Com a subida da pressão sobre o Governo, o Presidente Sebastián Piñera organizou um encontro com líderes da oposição esta terça-feira, para criar “um novo contrato social”. Antes, Piñera tinha anunciado um recuo face aos planos para aumentar o preço dos bilhetes de metro – a medida que serviu de rastilho para os protestos. Mas vários partidos recusaram o convite.

O subsecretário do Ministério do Interior, Rodrigo Ubilla, rejeitou identificar os 15 mortos durante os protestos desde sexta-feira. Numa conferência de imprensa tensa, Ubilla disse que onze pessoas morreram em tentativas de incêndio, pilhagens e confrontos em Santiago, enquanto duas outras foram vítimas de balas reais. As duas restantes mortes estão relacionadas com acidentes rodoviários, uma nos arredores da capital, e outra na cidade portuária de Talcahuano.

Segundo o Ministério Público desta cidade, o caso envolveu um homem de 23 anos atropelado por um veículo militar.

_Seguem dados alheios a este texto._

//! Error types for the protocol layer.
//!
//! Each crate in the workspace defines its own error enum. This keeps
//! errors specific and meaningful: a [`DomainError`] means the server
//! answered and said no, a [`TransportError`] means no answer arrived.

use arena_transport::TransportError;

/// Errors from turning values into bytes and back.
///
/// `#[derive(thiserror::Error)]` generates the `std::error::Error` impl;
/// each `#[error("...")]` is the message shown in logs.
#[derive(Debug, thiserror::Error)]
pub enum ProtocolError {
    /// Serialization of a request body failed.
    #[error("encode failed: {0}")]
    Encode(serde_json::Error),

    /// A response body could not be parsed into the expected type.
    /// Common causes: an HTML error page instead of JSON, missing fields,
    /// or an outcome code outside 0..=2.
    #[error("decode failed: {0}")]
    Decode(serde_json::Error),

    /// The message is structurally wrong for the operation, e.g. a
    /// credential was requested for a body that is not a JSON object.
    #[error("invalid message: {0}")]
    InvalidMessage(String),
}

/// The server (or the local credential check) refused the operation.
#[derive(Debug, Clone, PartialEq, Eq, thiserror::Error)]
pub enum DomainError {
    /// The endpoint needs a credential and none is available. Raised
    /// locally; no request was sent.
    #[error("not authenticated: no player credential available")]
    Unauthenticated,

    /// The server answered 404.
    #[error("not found: {0}")]
    NotFound(String),

    /// The server answered with another non-2xx status.
    #[error("rejected by server ({status}): {reason}")]
    RemoteRejected { status: u16, reason: String },
}

impl DomainError {
    /// Returns `true` when the failure means our credential is missing or
    /// no longer accepted, so a fresh identity is the only way forward.
    pub fn is_credential_rejected(&self) -> bool {
        matches!(
            self,
            Self::Unauthenticated
                | Self::RemoteRejected {
                    status: 401 | 403,
                    ..
                }
        )
    }
}

/// Everything that can go wrong with one API call.
#[derive(Debug, thiserror::Error)]
pub enum ApiError {
    /// No response was obtained.
    #[error(transparent)]
    Transport(#[from] TransportError),

    /// A response arrived but its body was malformed (or the request body
    /// could not be built).
    #[error(transparent)]
    Protocol(#[from] ProtocolError),

    /// The server, or the local credential check, refused the call.
    #[error(transparent)]
    Domain(#[from] DomainError),
}

impl ApiError {
    /// The domain error, if this is one.
    pub fn domain(&self) -> Option<&DomainError> {
        match self {
            Self::Domain(e) => Some(e),
            _ => None,
        }
    }

    /// Returns `true` for a 404 from the server.
    pub fn is_not_found(&self) -> bool {
        matches!(self, Self::Domain(DomainError::NotFound(_)))
    }

    /// See [`DomainError::is_credential_rejected`].
    pub fn is_credential_rejected(&self) -> bool {
        self.domain().is_some_and(DomainError::is_credential_rejected)
    }
}

#[cfg(test)]
mod tests {
    use super::*;

    #[test]
    fn test_credential_rejected_for_401_and_403() {
        let unauthorized = DomainError::RemoteRejected {
            status: 401,
            reason: "Unauthorized".into(),
        };
        let forbidden = DomainError::RemoteRejected {
            status: 403,
            reason: "Forbidden".into(),
        };
        assert!(unauthorized.is_credential_rejected());
        assert!(forbidden.is_credential_rejected());
        assert!(DomainError::Unauthenticated.is_credential_rejected());
    }

    #[test]
    fn test_credential_not_rejected_for_other_statuses() {
        let bad_request = DomainError::RemoteRejected {
            status: 400,
            reason: "Title is required".into(),
        };
        assert!(!bad_request.is_credential_rejected());
        assert!(!DomainError::NotFound("Hero not found".into()).is_credential_rejected());
    }

    #[test]
    fn test_api_error_helpers() {
        let err: ApiError = DomainError::NotFound("Player not found".into()).into();
        assert!(err.is_not_found());
        assert!(!err.is_credential_rejected());

        let err: ApiError = TransportError::ConnectionFailed("refused".into()).into();
        assert!(err.domain().is_none());
        assert!(err.to_string().contains("refused"));
    }

    #[test]
    fn test_remote_rejected_message_includes_status_and_reason() {
        let err = DomainError::RemoteRejected {
            status: 500,
            reason: "Internal server error".into(),
        };
        assert_eq!(
            err.to_string(),
            "rejected by server (500): Internal server error"
        );
    }
}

O Instituto Chileno de Direitos Humanos disse na segunda-feira que tem conhecimento de 84 pessoas feridas por armas de fogo.

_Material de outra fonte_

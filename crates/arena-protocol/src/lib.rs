//! Wire protocol for the hero arena.
//!
//! This crate defines the "language" the client speaks with the arena API:
//!
//! - **Types** ([`Player`], [`Hero`], [`Fight`], [`FightResult`], ...) —
//!   the JSON documents the server sends and accepts.
//! - **Endpoints** ([`Endpoint`], [`AuthMode`]) — every remote operation,
//!   with its method, path, and credential requirement.
//! - **Codec** ([`Codec`] trait, [`JsonCodec`]) — how bodies are converted
//!   to/from bytes.
//! - **Client** ([`ApiClient`]) — attaches credentials, executes a request
//!   through a [`Transport`](arena_transport::Transport), and classifies
//!   the response.
//! - **Errors** ([`ApiError`], [`DomainError`], [`ProtocolError`]).
//!
//! # Architecture
//!
//! ```text
//! Session / Fight (state) → Protocol (Endpoint, ApiClient) → Transport (bytes)
//! ```

// ---------------------------------------------------------------------------
// Module declarations
// ---------------------------------------------------------------------------

mod client;
mod codec;
mod endpoint;
mod error;
mod types;

// ---------------------------------------------------------------------------
// Re-exports
// ---------------------------------------------------------------------------

pub use client::{ApiClient, SECRET_FIELD};
pub use codec::{Codec, JsonCodec};
pub use endpoint::{AuthMode, DEFAULT_PAGE_LIMIT, Endpoint};
pub use error::{ApiError, DomainError, ProtocolError};
pub use types::{
    CreateHeroRequest, CreatePlayerRequest, Fight, FightId, FightOutcome,
    FightPage, FightResult, Hero, HeroId, Player, PlayerId, SecretToken,
};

Numa carta aberta dirigida a Piñera, a Amnistia Internacional disse estar preocupada com as violações de direitos humanos e com as restrições impostas pelo Exército durante os períodos de recolher obrigatório.

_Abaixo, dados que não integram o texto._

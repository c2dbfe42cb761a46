//! Integration tests for the `ArenaClient` facade: the full
//! bootstrap → create → fight flow and the credential recovery policy.

use std::sync::Arc;

use arena::prelude::*;
use arena_transport::{
    Method, MockReply, MockTransport, PLAYER_ID_KEY, PLAYER_SECRET_KEY, TransportError,
};
use serde_json::{Value, json};

// =========================================================================
// Helpers
// =========================================================================

type TestClient = ArenaClient<MockTransport, MemoryCredentialStore>;

fn client() -> (TestClient, MockTransport, Arc<MemoryCredentialStore>) {
    let mock = MockTransport::new();
    let store = Arc::new(MemoryCredentialStore::new());
    let client = ArenaClientBuilder::new().build_with(mock.clone(), Arc::clone(&store));
    (client, mock, store)
}

fn player_json(id: &str, secret: &str) -> Value {
    json!({"ID": id, "UserName": "Player7654321", "UserNameSuffix": 1, "Secret": secret})
}

fn hero_json(id: &str, owner: &str, elo: u32) -> Value {
    json!({
        "ID": id, "PlayerID": owner, "Title": "Musashi",
        "Description": "A wandering swordsman", "Country": "JP", "Elo": elo
    })
}

fn fight_result_json(elo_gain: i32) -> Value {
    json!({
        "fight": {
            "ID": "f1",
            "AttackerID": "h1",
            "Attacker": hero_json("h1", "p1", 1000),
            "DefenderID": "h9",
            "Defender": hero_json("h9", "p9", 1020),
            "Timestamp": "2025-06-01T12:30:00Z",
            "Outcome": 2,
            "Transcript": "Musashi slipped on the first exchange."
        },
        "victory": false,
        "elo_gain": elo_gain
    })
}

// =========================================================================
// Flow
// =========================================================================

#[tokio::test]
async fn test_first_run_create_and_fight() {
    let (client, mock, store) = client();
    mock.on(Method::Post, "/player", MockReply::json(201, &player_json("p1", "s1")));
    mock.on(Method::Get, "/player/p1/heroes", MockReply::json(200, &json!([])));
    mock.on(
        Method::Get,
        "/player/p1/heroes",
        MockReply::json(200, &json!([hero_json("h1", "p1", 1000)])),
    );
    mock.on(Method::Post, "/hero", MockReply::json(201, &hero_json("h1", "p1", 1000)));
    mock.on(Method::Post, "/hero/h1/fight", MockReply::json(200, &fight_result_json(-12)));

    client.bootstrap().await.unwrap();
    assert!(client.snapshot().await.roster.is_empty());

    let hero = client.create_hero("Musashi", "A wandering swordsman").await.unwrap();
    client.select_hero(hero.clone()).await;
    let report = client.start_fight(&hero.id).await.unwrap();

    assert_eq!(report.rating_after, Some(988));
    assert_eq!(report.fight.outcome, FightOutcome::Defeat);
    let state = client.snapshot().await;
    assert_eq!(state.status, LifecycleStatus::Ready);
    assert_eq!(state.roster.len(), 1);
    assert_eq!(state.roster[0].rating, 988);
    assert_eq!(state.selected_hero.map(|h| h.rating), Some(1000));
    assert_eq!(store.get(PLAYER_ID_KEY).as_deref(), Some("p1"));
    assert!(!client.is_fighting(&hero.id));
}

#[tokio::test]
async fn test_second_run_reuses_stored_identity() {
    let mock = MockTransport::new();
    let store = Arc::new(MemoryCredentialStore::with_entries([
        (PLAYER_ID_KEY, "p1"),
        (PLAYER_SECRET_KEY, "s1"),
    ]));
    let client = ArenaClientBuilder::new().build_with(mock.clone(), store);
    mock.on(Method::Get, "/player/p1", MockReply::json(200, &player_json("p1", "")));
    mock.on(
        Method::Get,
        "/player/p1/heroes",
        MockReply::json(200, &json!([hero_json("h1", "p1", 1000)])),
    );

    client.bootstrap().await.unwrap();

    assert_eq!(mock.count(Method::Post, "/player"), 0);
    assert_eq!(client.snapshot().await.roster.len(), 1);
}

// =========================================================================
// Credential recovery
// =========================================================================

#[tokio::test]
async fn test_rejected_fight_provisions_new_identity_and_returns_error() {
    let (client, mock, store) = client();
    mock.on(Method::Post, "/player", MockReply::json(201, &player_json("p1", "s1")));
    mock.on(Method::Post, "/player", MockReply::json(201, &player_json("p2", "s2")));
    mock.on(
        Method::Get,
        "/player/p1/heroes",
        MockReply::json(200, &json!([hero_json("h1", "p1", 1000)])),
    );
    mock.on(Method::Get, "/player/p2/heroes", MockReply::json(200, &json!([])));
    mock.on(Method::Post, "/hero/h1/fight", MockReply::text(401, "Unauthorized"));
    client.bootstrap().await.unwrap();

    let err = client.start_fight(&HeroId::new("h1")).await.unwrap_err();

    assert!(matches!(err, ArenaError::Fight(FightError::Api(_))));
    assert!(err.is_credential_rejected());
    let state = client.snapshot().await;
    assert_eq!(state.player.map(|p| p.id), Some(PlayerId::new("p2")));
    assert!(state.roster.is_empty());
    assert_eq!(store.get(PLAYER_SECRET_KEY).as_deref(), Some("s2"));
    assert_eq!(mock.count(Method::Post, "/player"), 2);
}

#[tokio::test]
async fn test_other_failures_keep_identity() {
    let (client, mock, _store) = client();
    mock.on(Method::Post, "/player", MockReply::json(201, &player_json("p1", "s1")));
    mock.on(
        Method::Get,
        "/player/p1/heroes",
        MockReply::json(200, &json!([hero_json("h1", "p1", 1000)])),
    );
    mock.on(Method::Post, "/hero/h1/fight", MockReply::text(500, "No opponent found"));
    mock.on(Method::Post, "/hero", MockReply::text(400, "Title is required"));
    client.bootstrap().await.unwrap();

    assert!(client.start_fight(&HeroId::new("h1")).await.is_err());
    assert!(client.create_hero("Musashi", "A wandering swordsman").await.is_err());

    assert_eq!(mock.count(Method::Post, "/player"), 1);
    assert_eq!(
        client.snapshot().await.player.map(|p| p.id),
        Some(PlayerId::new("p1"))
    );
}

#[tokio::test]
async fn test_local_validation_error_makes_no_requests() {
    let (client, mock, _store) = client();

    let err = client.create_hero("   ", "A wandering swordsman").await.unwrap_err();

    assert!(matches!(err, ArenaError::Session(SessionError::InvalidHero("title"))));
    assert_eq!(mock.total(), 0);
}

// =========================================================================
// Builder
// =========================================================================

#[tokio::test]
async fn test_build_rejects_non_http_base_url() {
    let result = ArenaClient::builder().base_url("ftp://arena.example.com").build();

    assert!(matches!(
        result,
        Err(ArenaError::Transport(TransportError::InvalidUrl(_)))
    ));
}

#[tokio::test]
async fn test_builder_page_limit_reaches_history_requests() {
    let mock = MockTransport::new();
    let client = ArenaClientBuilder::new()
        .page_limit(5)
        .build_with(mock.clone(), Arc::new(MemoryCredentialStore::new()));
    mock.on(
        Method::Get,
        "/hero/h1/fights",
        MockReply::json(200, &json!({"fights": [], "has_more": false})),
    );

    let page = client.fights(&HeroId::new("h1"), None, None).await.unwrap();

    assert!(page.fights.is_empty());
    assert_eq!(mock.requests()[0].path, "/hero/h1/fights?limit=5");
}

“O simples facto de alguns grupos ou pessoas terem cometido actos de violência durante um protesto não autoriza as forças de segurança a pôr-lhes um fim através da força”, disse a directora da Amnistia Internacional nas Américas, Erika Guevara.

Os protestos generalizados deixaram um rasto de destruição em toda a cidade. Na terça-feira, funcionários dos serviços de limpeza e grupos de voluntários tentaram limpar e arranjar a Praça Italia, no centro de Santiago, que foi o palco principal da maioria dos protestos, que se encontrava cheia de vidro partido e pedras, graffiti e fogos ainda por apagar.

Muitas ruas na baixa da cidade ainda tinham o cheiro do gás lacrimogéneo e a maioria das escolas permaneceu encerrada. O trânsito e os transportes públicos enfrentaram engarrafamentos na parte da manhã.

Roxana Yanez, uma operária fabril de 56 anos, disse ter tido dificuldades em chegar ao trabalho. “Por um lado, apoiamos estes protestos. Não ganhamos muito, apenas o suficiente para pagar o bilhete de autocarro”, afirmou. “O que não apoiamos é a desordem, os confrontos, pilhagens, isso não ajuda.”

Apesar de terem sido uma reacção à subida do preço dos transportes, os protestos são o reflexo da raiva acumulada em relação à intensa desigualdade económica no Chile, bem como face aos cuidados de saúde e educação dispendiosos e a um sistema de pensões visto por muitos como inadequado.

“Isto não vai parar até as pessoas verem alguma mudança verdadeira”, diz o segurança Brandon Rodríguez, de 25 anos. “Os governos de esquerda e direita vão e vêm, mas nada muda para as pessoas comuns.”